Stored entries:
━━━━
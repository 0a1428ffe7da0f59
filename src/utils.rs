use std::collections::HashMap;

/// Format a float with at most five decimals and no trailing zeros.
pub fn format_float(value: f64) -> String {
    let formatted = format!("{:.5}", value);
    let trimmed = formatted.trim_end_matches('0').trim_end_matches('.');
    if trimmed == "-0" {
        return "0".to_string();
    }
    trimmed.to_string()
}

/// Format a float in shortest form, switching to exponent notation
/// (`1e+21`, `1.5e-07`) below `1e-4` and from `1e21` on.
pub fn format_literal_float(value: f64) -> String {
    let magnitude = value.abs();
    if value == 0.0 || !value.is_finite() || (1e-4..1e21).contains(&magnitude) {
        return value.to_string();
    }

    let scientific = format!("{:e}", value);
    match scientific.split_once('e') {
        Some((mantissa, exponent)) => {
            let (sign, digits) = match exponent.strip_prefix('-') {
                Some(digits) => ('-', digits),
                None => ('+', exponent),
            };
            format!("{mantissa}e{sign}{digits:0>2}")
        }
        None => scientific,
    }
}

pub fn build_tag_map<'a, I>(tags: I) -> HashMap<String, String>
where
    I: Iterator<Item = (&'a str, &'a str)>,
{
    tags.map(|(k, v)| (k.to_string(), v.to_string())).collect()
}

/// Parse a `key=value` pair.
pub fn parse_tag(pair: &str) -> Result<(String, String), String> {
    match pair.split_once('=') {
        Some((key, value)) if !key.trim().is_empty() => {
            Ok((key.trim().to_string(), value.trim().to_string()))
        }
        _ => Err(format!("invalid tag '{pair}', expected KEY=VALUE")),
    }
}
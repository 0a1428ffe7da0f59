//! AST types for the filter expression language.

use std::fmt;

/// A filter expression.
#[derive(Debug, Clone, PartialEq)]
pub enum Expr {
    /// Tag name: `highway`
    Identifier(String),

    /// Integer literal: `2`
    Integer(i64),

    /// Float literal: `2.5`
    Float(f64),

    /// Boolean literal: `true`, `false`
    Bool(bool),

    /// String literal: `'primary'`
    Str(String),

    /// `nil`
    Nil,

    /// Array literal: `['a', 'b']`
    Array(Vec<Expr>),

    /// Range literal: `1..5`
    Range(Box<Expr>, Box<Expr>),

    /// Unary operation: `not x`, `!x`, `-x`
    Unary { op: UnaryOp, operand: Box<Expr> },

    /// Binary operation: `a and b`, `lanes >= 2`, `highway in [...]`
    Binary {
        op: BinaryOp,
        left: Box<Expr>,
        right: Box<Expr>,
    },

    /// Regex test: `name matches '^Rue'`
    Matches { left: Box<Expr>, right: Box<Expr> },

    /// Function call: `is_tag(highway)`
    Call { name: String, args: Vec<Expr> },

    /// Ternary: `cond ? a : b`
    Conditional {
        cond: Box<Expr>,
        then: Box<Expr>,
        otherwise: Box<Expr>,
    },
}

/// Unary operator.
#[derive(Debug, Clone, Copy, PartialEq, Eq)]
pub enum UnaryOp {
    Not,  // not
    Bang, // !
    Neg,  // -
}

/// Binary operator. `and`/`&&` and `or`/`||` are kept apart so that
/// rewrites preserve the spelling of the input.
#[derive(Debug, Clone, Copy, PartialEq, Eq)]
pub enum BinaryOp {
    And,    // and
    AndAnd, // &&
    Or,     // or
    OrOr,   // ||
    Eq,     // ==
    Ne,     // !=
    Lt,     // <
    Le,     // <=
    Gt,     // >
    Ge,     // >=
    In,     // in
    NotIn,  // not in
    Contains,
    StartsWith,
    EndsWith,
    Add, // +
    Sub, // -
    Mul, // *
    Div, // /
    Mod, // %
}

impl UnaryOp {
    pub fn as_str(self) -> &'static str {
        match self {
            UnaryOp::Not => "not",
            UnaryOp::Bang => "!",
            UnaryOp::Neg => "-",
        }
    }

    pub fn is_negation(self) -> bool {
        matches!(self, UnaryOp::Not | UnaryOp::Bang)
    }
}

impl BinaryOp {
    pub fn as_str(self) -> &'static str {
        match self {
            BinaryOp::And => "and",
            BinaryOp::AndAnd => "&&",
            BinaryOp::Or => "or",
            BinaryOp::OrOr => "||",
            BinaryOp::Eq => "==",
            BinaryOp::Ne => "!=",
            BinaryOp::Lt => "<",
            BinaryOp::Le => "<=",
            BinaryOp::Gt => ">",
            BinaryOp::Ge => ">=",
            BinaryOp::In => "in",
            BinaryOp::NotIn => "not in",
            BinaryOp::Contains => "contains",
            BinaryOp::StartsWith => "startsWith",
            BinaryOp::EndsWith => "endsWith",
            BinaryOp::Add => "+",
            BinaryOp::Sub => "-",
            BinaryOp::Mul => "*",
            BinaryOp::Div => "/",
            BinaryOp::Mod => "%",
        }
    }

    /// The operator whose result is the negation of this one, if any.
    pub fn dual(self) -> Option<BinaryOp> {
        let dual = match self {
            BinaryOp::And => BinaryOp::Or,
            BinaryOp::Or => BinaryOp::And,
            BinaryOp::AndAnd => BinaryOp::OrOr,
            BinaryOp::OrOr => BinaryOp::AndAnd,
            BinaryOp::Eq => BinaryOp::Ne,
            BinaryOp::Ne => BinaryOp::Eq,
            BinaryOp::Ge => BinaryOp::Lt,
            BinaryOp::Lt => BinaryOp::Ge,
            BinaryOp::Gt => BinaryOp::Le,
            BinaryOp::Le => BinaryOp::Gt,
            BinaryOp::In => BinaryOp::NotIn,
            BinaryOp::NotIn => BinaryOp::In,
            _ => return None,
        };
        Some(dual)
    }

    pub fn is_and(self) -> bool {
        matches!(self, BinaryOp::And | BinaryOp::AndAnd)
    }

    pub fn is_or(self) -> bool {
        matches!(self, BinaryOp::Or | BinaryOp::OrOr)
    }

    pub fn is_logical(self) -> bool {
        self.is_and() || self.is_or()
    }

    pub fn is_membership(self) -> bool {
        matches!(self, BinaryOp::In | BinaryOp::NotIn)
    }
}

impl fmt::Display for UnaryOp {
    fn fmt(&self, f: &mut fmt::Formatter<'_>) -> fmt::Result {
        f.write_str(self.as_str())
    }
}

impl fmt::Display for BinaryOp {
    fn fmt(&self, f: &mut fmt::Formatter<'_>) -> fmt::Result {
        f.write_str(self.as_str())
    }
}

impl Expr {
    pub fn ident(name: impl Into<String>) -> Self {
        Expr::Identifier(name.into())
    }

    pub fn string(value: impl Into<String>) -> Self {
        Expr::Str(value.into())
    }

    pub fn unary(op: UnaryOp, operand: Expr) -> Self {
        Expr::Unary {
            op,
            operand: Box::new(operand),
        }
    }

    pub fn binary(op: BinaryOp, left: Expr, right: Expr) -> Self {
        Expr::Binary {
            op,
            left: Box::new(left),
            right: Box::new(right),
        }
    }

    /// Lowercase name of the node kind, used in error messages.
    pub fn kind_name(&self) -> &'static str {
        match self {
            Expr::Identifier(_) => "identifier",
            Expr::Integer(_) => "integer",
            Expr::Float(_) => "float",
            Expr::Bool(_) => "bool",
            Expr::Str(_) => "string",
            Expr::Nil => "nil",
            Expr::Array(_) => "array",
            Expr::Range(..) => "range",
            Expr::Unary { .. } => "unary",
            Expr::Binary { .. } => "binary",
            Expr::Matches { .. } => "matches",
            Expr::Call { .. } => "function",
            Expr::Conditional { .. } => "conditional",
        }
    }

    /// Move the node out, leaving `nil` in its slot.
    pub fn take(&mut self) -> Expr {
        std::mem::replace(self, Expr::Nil)
    }

    /// Replace the node with its negation under `op`.
    pub fn negate_with(&mut self, op: UnaryOp) {
        let inner = self.take();
        *self = Expr::unary(op, inner);
    }

    pub fn is_disjunction(&self) -> bool {
        matches!(self, Expr::Binary { op, .. } if op.is_or())
    }

    /// Visit each direct child mutably, in source order.
    pub fn for_each_child_mut(&mut self, mut f: impl FnMut(&mut Expr)) {
        match self {
            Expr::Array(items) => items.iter_mut().for_each(f),
            Expr::Call { args, .. } => args.iter_mut().for_each(f),
            Expr::Range(lo, hi) => {
                f(lo);
                f(hi);
            }
            Expr::Unary { operand, .. } => f(operand),
            Expr::Binary { left, right, .. } | Expr::Matches { left, right } => {
                f(left);
                f(right);
            }
            Expr::Conditional {
                cond,
                then,
                otherwise,
            } => {
                f(cond);
                f(then);
                f(otherwise);
            }
            Expr::Identifier(_)
            | Expr::Integer(_)
            | Expr::Float(_)
            | Expr::Bool(_)
            | Expr::Str(_)
            | Expr::Nil => {}
        }
    }

    /// Literal value equality: same literal kind and value. Non-literals
    /// never compare equal, not even to themselves.
    pub fn same_literal(&self, other: &Expr) -> bool {
        match (self, other) {
            (Expr::Integer(a), Expr::Integer(b)) => a == b,
            (Expr::Float(a), Expr::Float(b)) => a == b,
            (Expr::Bool(a), Expr::Bool(b)) => a == b,
            (Expr::Str(a), Expr::Str(b)) => a == b,
            (Expr::Nil, Expr::Nil) => true,
            _ => false,
        }
    }
}
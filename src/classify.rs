//! Sorting of fetched ways into primary and secondary roads.

use std::collections::HashMap;
use std::fmt;

use crate::config::QueryProfile;
use crate::dsl::{Expr, evaluate_filter, parse_expr};
use crate::overpass::CompileError;

#[derive(Debug, Clone, Copy, PartialEq, Eq)]
pub enum RoadClass {
    /// Not matched by the query filter.
    Excluded,
    Primary,
    Secondary,
}

impl RoadClass {
    pub fn as_str(self) -> &'static str {
        match self {
            RoadClass::Excluded => "excluded",
            RoadClass::Primary => "primary",
            RoadClass::Secondary => "secondary",
        }
    }
}

impl fmt::Display for RoadClass {
    fn fmt(&self, f: &mut fmt::Formatter<'_>) -> fmt::Result {
        f.write_str(self.as_str())
    }
}

pub struct Classifier {
    filter: Expr,
    primary: Expr,
}

impl Classifier {
    pub fn new(filter: &str, primary: &str) -> Result<Self, CompileError> {
        Ok(Self {
            filter: parse_expr(filter).map_err(CompileError::Parse)?,
            primary: parse_expr(primary).map_err(CompileError::Parse)?,
        })
    }

    pub fn from_profile(profile: &QueryProfile) -> Result<Self, CompileError> {
        Self::new(&profile.filter, &profile.primary_filter)
    }

    pub fn classify(&self, tags: &HashMap<String, String>) -> RoadClass {
        if !evaluate_filter(&self.filter, tags) {
            RoadClass::Excluded
        } else if evaluate_filter(&self.primary, tags) {
            RoadClass::Primary
        } else {
            RoadClass::Secondary
        }
    }
}

#[cfg(test)]
mod tests {
    use super::*;
    use crate::utils::build_tag_map;

    fn classify(pairs: &[(&str, &str)]) -> RoadClass {
        let classifier = Classifier::from_profile(&QueryProfile::default()).unwrap();
        classifier.classify(&build_tag_map(pairs.iter().copied()))
    }

    #[test]
    fn default_profile_classes() {
        assert_eq!(classify(&[("highway", "residential")]), RoadClass::Primary);
        assert_eq!(
            classify(&[("highway", "residential"), ("surface", "sett")]),
            RoadClass::Secondary
        );
        assert_eq!(
            classify(&[("highway", "primary"), ("access", "private")]),
            RoadClass::Secondary
        );
        assert_eq!(classify(&[("highway", "track")]), RoadClass::Secondary);
        assert_eq!(classify(&[("highway", "footway")]), RoadClass::Excluded);
        assert_eq!(classify(&[("building", "yes")]), RoadClass::Excluded);
    }

    #[test]
    fn invalid_filters_are_parse_errors() {
        assert!(matches!(
            Classifier::new("highway ==", "true"),
            Err(CompileError::Parse(_))
        ));
        assert!(matches!(
            Classifier::new("true", ""),
            Err(CompileError::Parse(_))
        ));
    }

    #[test]
    fn displays_lowercase() {
        assert_eq!(RoadClass::Secondary.to_string(), "secondary");
    }
}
━━━━
Task statement - With "operand" as the search string, filter the records and return each line that has it.

Exercise result -
    Unary { op: UnaryOp, operand: Box<Expr> },
    pub fn unary(op: UnaryOp, operand: Expr) -> Self {
            operand: Box::new(operand),
            Expr::Unary { operand, .. } => f(operand),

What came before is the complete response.